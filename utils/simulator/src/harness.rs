//! The per-cycle co-simulation loop.

use crate::checker::DifferentialChecker;
use crate::clock::ClockDriver;
use crate::config::{ExecutionMode, HarnessConfig};
use crate::error::{HarnessError, Result};
use crate::model::{HardwareModel, Pin};
use crate::monitor::CommitMonitor;
use crate::platform::{EventPump, Platform};
use crate::snapshot;
use crate::stuck::StuckDetector;
use crate::trace::Trace;

/// Bookkeeping of the current run. Never carried over between runs.
#[derive(Debug, Clone, Copy, PartialEq, Eq, Default)]
pub struct SimulationState {
    pub cycles: u64,
    pub max_cycles: u64,
    /// Execution reached the start address.
    pub has_committed: bool,
    pub last_commit_cycle: u64,
    pub aborted: bool,
}

/// How a run ended without a fatal error.
#[derive(Debug, Clone, Copy, PartialEq, Eq)]
pub enum RunOutcome {
    /// The core or a device signalled completion.
    Finished { cycles: u64 },
    BudgetExhausted { cycles: u64 },
}

impl RunOutcome {
    pub fn cycles(&self) -> u64 {
        match *self {
            Self::Finished { cycles } | Self::BudgetExhausted { cycles } => cycles,
        }
    }
}

pub struct Harness<M: HardwareModel, C, P> {
    clock: ClockDriver<M>,
    monitor: CommitMonitor,
    stuck: StuckDetector,
    pump: EventPump,
    checker: C,
    platform: P,
    state: SimulationState,
    mode: ExecutionMode,
    budget: u64,
}

impl<M, C, P> Harness<M, C, P>
where
    M: HardwareModel,
    C: DifferentialChecker,
    P: Platform,
{
    /// Applies the log window and holds the core in reset for
    /// `config.reset_cycles` pulses. Memory and devices must already be set up.
    pub fn new(mut model: M, checker: C, platform: P, config: &HarnessConfig) -> Self {
        model.set_log_window(&config.log);
        let mut clock = ClockDriver::new(model);
        clock.reset_for(config.reset_cycles);

        Self {
            clock,
            monitor: CommitMonitor::new(config.start_address, config.layout),
            stuck: StuckDetector::new(config.stuck_threshold),
            pump: EventPump::new(config.poll_interval),
            checker,
            platform,
            state: SimulationState::default(),
            mode: config.mode,
            budget: config.cycle_budget(),
        }
    }

    pub fn with_trace(mut self, trace: Trace<M>) -> Self {
        self.clock = self.clock.with_trace(trace);
        self
    }

    /// Runs the configured mode for the configured budget.
    pub fn execute(&mut self) -> Result<RunOutcome> {
        match self.mode {
            ExecutionMode::Differential => self.execute_cycles(self.budget),
            ExecutionMode::Stress => {
                tracing::warn!("random stress run: commits are not checked");
                self.stress(self.budget)
            }
        }
    }

    /// Steps up to `n` cycles with commit tracking, stuck detection and
    /// device polling, stopping early on completion.
    pub fn execute_cycles(&mut self, n: u64) -> Result<RunOutcome> {
        if self.state.aborted {
            return Err(HarnessError::Aborted);
        }
        self.state.max_cycles = n;
        self.stuck.record_commit(self.clock.cycles());

        let mut remaining = n;
        while remaining > 0 && !self.finished() {
            if let Err(err) = self.clock.step() {
                return Err(self.abort(err));
            }
            remaining -= 1;
            let cycle = self.clock.cycles();
            self.state.cycles = cycle;

            match self.monitor.observe(self.clock.model(), &mut self.checker) {
                Ok(seen) => {
                    if seen.started {
                        // Boot time before the start address never counts.
                        self.state.has_committed = true;
                        self.stuck.record_commit(cycle);
                    }
                    if seen.committed {
                        self.stuck.record_commit(cycle);
                        self.state.last_commit_cycle = cycle;
                    }
                }
                Err(divergence) => {
                    let err = HarnessError::Mismatch {
                        cycle,
                        pc: divergence.pc,
                        event: divergence.event,
                        report: Box::new(divergence.report),
                    };
                    return Err(self.abort(err));
                }
            }

            if let Err(stall) = self.stuck.check(cycle, self.monitor.is_running()) {
                let model = self.clock.model();
                let err = HarnessError::Stuck {
                    cycle,
                    last_commit: stall.last_commit,
                    threshold: stall.threshold,
                    pc: snapshot::read_pc(model),
                    inst: model.read_pin(Pin::ThisInst) as u32,
                };
                return Err(self.abort(err));
            }

            self.pump.tick(&mut self.platform);
        }

        let cycles = self.clock.cycles();
        Ok(if self.finished() {
            RunOutcome::Finished { cycles }
        } else {
            RunOutcome::BudgetExhausted { cycles }
        })
    }

    /// Clocks the core `n` times with no observation at all.
    pub fn stress(&mut self, n: u64) -> Result<RunOutcome> {
        if self.state.aborted {
            return Err(HarnessError::Aborted);
        }
        self.state.max_cycles = n;
        for _ in 0..n {
            if let Err(err) = self.clock.step() {
                return Err(self.abort(err));
            }
        }
        self.state.cycles = self.clock.cycles();
        Ok(RunOutcome::BudgetExhausted {
            cycles: self.state.cycles,
        })
    }

    fn finished(&self) -> bool {
        self.platform.is_finish() || self.clock.model().read_pin(Pin::Finish) != 0
    }

    /// Fixed cleanup for errors raised mid-run: close the trace, then abort.
    fn abort(&mut self, err: HarnessError) -> HarnessError {
        if let Err(close_err) = self.clock.close_trace() {
            tracing::warn!(%close_err, "failed to close trace while aborting");
        }
        self.state.aborted = true;
        tracing::error!(cycle = self.state.cycles, "{err}");
        self.platform.set_abort();
        err
    }

    /// Closes the trace after a normal run.
    pub fn close_trace(&mut self) -> Result<()> {
        self.clock.close_trace()
    }

    pub fn cycles(&self) -> u64 {
        self.clock.cycles()
    }

    pub fn max_cycles(&self) -> u64 {
        self.budget
    }

    pub fn state(&self) -> &SimulationState {
        &self.state
    }

    pub fn model(&self) -> &M {
        self.clock.model()
    }

    pub fn model_mut(&mut self) -> &mut M {
        self.clock.model_mut()
    }

    pub fn checker(&self) -> &C {
        &self.checker
    }

    pub fn platform(&self) -> &P {
        &self.platform
    }

    pub fn platform_mut(&mut self) -> &mut P {
        &mut self.platform
    }

    pub fn is_tracing(&self) -> bool {
        self.clock.is_tracing()
    }
}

-*-

→ **What you will do**: Starting with the first line of the listing above and ending with the line that holds "use crate::monitor::CommitMonitor;", return those lines exactly as written, both included.

→ **Written solution**:
filename utils/simulator/src/harness.rs
//! The per-cycle co-simulation loop.

use crate::checker::DifferentialChecker;
use crate::clock::ClockDriver;
use crate::config::{ExecutionMode, HarnessConfig};
use crate::error::{HarnessError, Result};
use crate::model::{HardwareModel, Pin};
use crate::monitor::CommitMonitor;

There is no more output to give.